_PROVIDED RECORDS_
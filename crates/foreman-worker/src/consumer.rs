use std::collections::HashMap;
use std::sync::Arc;

use foreman_core::broker::{
    StreamBroker, StreamMessage, GROUP_REVIEWERS, GROUP_WORKERS, TASKS_QA, TASKS_QUEUE,
    TASKS_RESULTS,
};
use foreman_core::envelope::PromptSigner;
use tracing::{info, warn};
use uuid::Uuid;

use crate::agent::WorkerAgent;
use crate::executor::Executor;

/// Pulls work from the task and QA streams, runs the executor, publishes
/// results and always acks: a crash before the publish leaves the message
/// pending for another consumer, a crash after it at worst produces a
/// duplicate result that the PM discards as an invalid transition.
pub struct TaskConsumer {
    broker: Arc<dyn StreamBroker>,
    agent: Arc<WorkerAgent>,
    executor: Arc<dyn Executor>,
    verifier: Option<PromptSigner>,
}

impl TaskConsumer {
    pub fn new(
        broker: Arc<dyn StreamBroker>,
        agent: Arc<WorkerAgent>,
        executor: Arc<dyn Executor>,
        verifier: Option<PromptSigner>,
    ) -> Self {
        Self {
            broker,
            agent,
            executor,
            verifier,
        }
    }

    /// Consume coding tasks from `tasks:queue`.
    pub async fn task_loop(self: Arc<Self>) {
        while self.agent.is_running() {
            let Some(worker_id) = self.agent.worker_id().await else {
                tokio::time::sleep(std::time::Duration::from_secs(1)).await;
                continue;
            };
            match self
                .broker
                .consume(TASKS_QUEUE, GROUP_WORKERS, &worker_id.to_string(), 1, 30_000)
                .await
            {
                Ok(messages) => {
                    for msg in messages {
                        self.process_task(&msg, worker_id).await;
                    }
                }
                Err(e) => {
                    if self.agent.is_running() {
                        warn!("task loop error: {e}");
                        tokio::time::sleep(std::time::Duration::from_secs(5)).await;
                    }
                }
            }
        }
    }

    /// Consume review requests from `tasks:qa`.
    pub async fn qa_loop(self: Arc<Self>) {
        while self.agent.is_running() {
            let Some(worker_id) = self.agent.worker_id().await else {
                tokio::time::sleep(std::time::Duration::from_secs(1)).await;
                continue;
            };
            match self
                .broker
                .consume(TASKS_QA, GROUP_REVIEWERS, &worker_id.to_string(), 1, 30_000)
                .await
            {
                Ok(messages) => {
                    for msg in messages {
                        self.process_qa(&msg, worker_id).await;
                    }
                }
                Err(e) => {
                    if self.agent.is_running() {
                        warn!("qa loop error: {e}");
                        tokio::time::sleep(std::time::Duration::from_secs(5)).await;
                    }
                }
            }
        }
    }

    pub async fn process_task(&self, msg: &StreamMessage, worker_id: Uuid) {
        let task_id = msg.field("task_id").unwrap_or_default().to_string();
        info!("executing task {task_id}");

        let fields = match self.extract_prompt(msg, "signed_worker_prompt", "worker_prompt") {
            Err(()) => execution_fields(&task_id, worker_id, false, None, Some("prompt signature invalid")),
            Ok(prompt) => match self.executor.execute(&prompt, &task_id).await {
                Ok(result) => execution_fields(
                    &task_id,
                    worker_id,
                    result.success,
                    result.output_path.as_deref(),
                    result.error_message.as_deref(),
                ),
                Err(e) => execution_fields(&task_id, worker_id, false, None, Some(&e.to_string())),
            },
        };

        if let Err(e) = self.broker.publish(TASKS_RESULTS, fields).await {
            warn!("publish result for task {task_id}: {e}");
        }
        if let Err(e) = self.broker.ack(TASKS_QUEUE, GROUP_WORKERS, &msg.id).await {
            warn!("ack task message {}: {e}", msg.id);
        }
    }

    pub async fn process_qa(&self, msg: &StreamMessage, worker_id: Uuid) {
        let task_id = msg.field("task_id").unwrap_or_default().to_string();
        info!("reviewing task {task_id}");

        let fields = match self.extract_prompt(msg, "signed_qa_prompt", "qa_prompt") {
            Err(()) => qa_fields(&task_id, worker_id, false, "", Some("prompt signature invalid")),
            Ok(prompt) => match self.executor.review(&prompt, &task_id).await {
                Ok(result) => qa_fields(
                    &task_id,
                    worker_id,
                    result.passed,
                    &result.feedback,
                    result.error_message.as_deref(),
                ),
                Err(e) => qa_fields(&task_id, worker_id, false, "", Some(&e.to_string())),
            },
        };

        if let Err(e) = self.broker.publish(TASKS_RESULTS, fields).await {
            warn!("publish qa result for task {task_id}: {e}");
        }
        if let Err(e) = self.broker.ack(TASKS_QA, GROUP_REVIEWERS, &msg.id).await {
            warn!("ack qa message {}: {e}", msg.id);
        }
    }

    /// Signed envelope when present (must verify), raw field otherwise.
    fn extract_prompt(
        &self,
        msg: &StreamMessage,
        signed_key: &str,
        raw_key: &str,
    ) -> Result<String, ()> {
        if let Some(raw) = msg.field(signed_key) {
            let Some(verifier) = &self.verifier else {
                warn!("signed prompt received but no secret configured");
                return Err(());
            };
            return verifier.extract_from_wire(raw).map_err(|e| {
                warn!("envelope verification failed: {e}");
            });
        }
        Ok(msg.field(raw_key).unwrap_or_default().to_string())
    }
}

fn execution_fields(
    task_id: &str,
    worker_id: Uuid,
    success: bool,
    output_path: Option<&str>,
    error_message: Option<&str>,
) -> HashMap<String, String> {
    HashMap::from([
        ("task_id".to_string(), task_id.to_string()),
        ("worker_id".to_string(), worker_id.to_string()),
        ("type".to_string(), "execution".to_string()),
        ("success".to_string(), success.to_string()),
        (
            "output_path".to_string(),
            output_path.unwrap_or_default().to_string(),
        ),
        (
            "error_message".to_string(),
            error_message.unwrap_or_default().to_string(),
        ),
    ])
}

fn qa_fields(
    task_id: &str,
    worker_id: Uuid,
    passed: bool,
    feedback: &str,
    error_message: Option<&str>,
) -> HashMap<String, String> {
    HashMap::from([
        ("task_id".to_string(), task_id.to_string()),
        ("worker_id".to_string(), worker_id.to_string()),
        ("type".to_string(), "qa".to_string()),
        ("passed".to_string(), passed.to_string()),
        ("feedback".to_string(), feedback.to_string()),
        (
            "error_message".to_string(),
            error_message.unwrap_or_default().to_string(),
        ),
    ])
}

_WORK TO BE COMPLETED_
Output only the lines from the top of the entries through the one holding "use crate::executor::Executor;", copied exactly.

_COMPLETED TASK_
filename crates/foreman-worker/src/consumer.rs
use std::collections::HashMap;
use std::sync::Arc;

use foreman_core::broker::{
    StreamBroker, StreamMessage, GROUP_REVIEWERS, GROUP_WORKERS, TASKS_QA, TASKS_QUEUE,
    TASKS_RESULTS,
};
use foreman_core::envelope::PromptSigner;
use tracing::{info, warn};
use uuid::Uuid;

use crate::agent::WorkerAgent;
use crate::executor::Executor;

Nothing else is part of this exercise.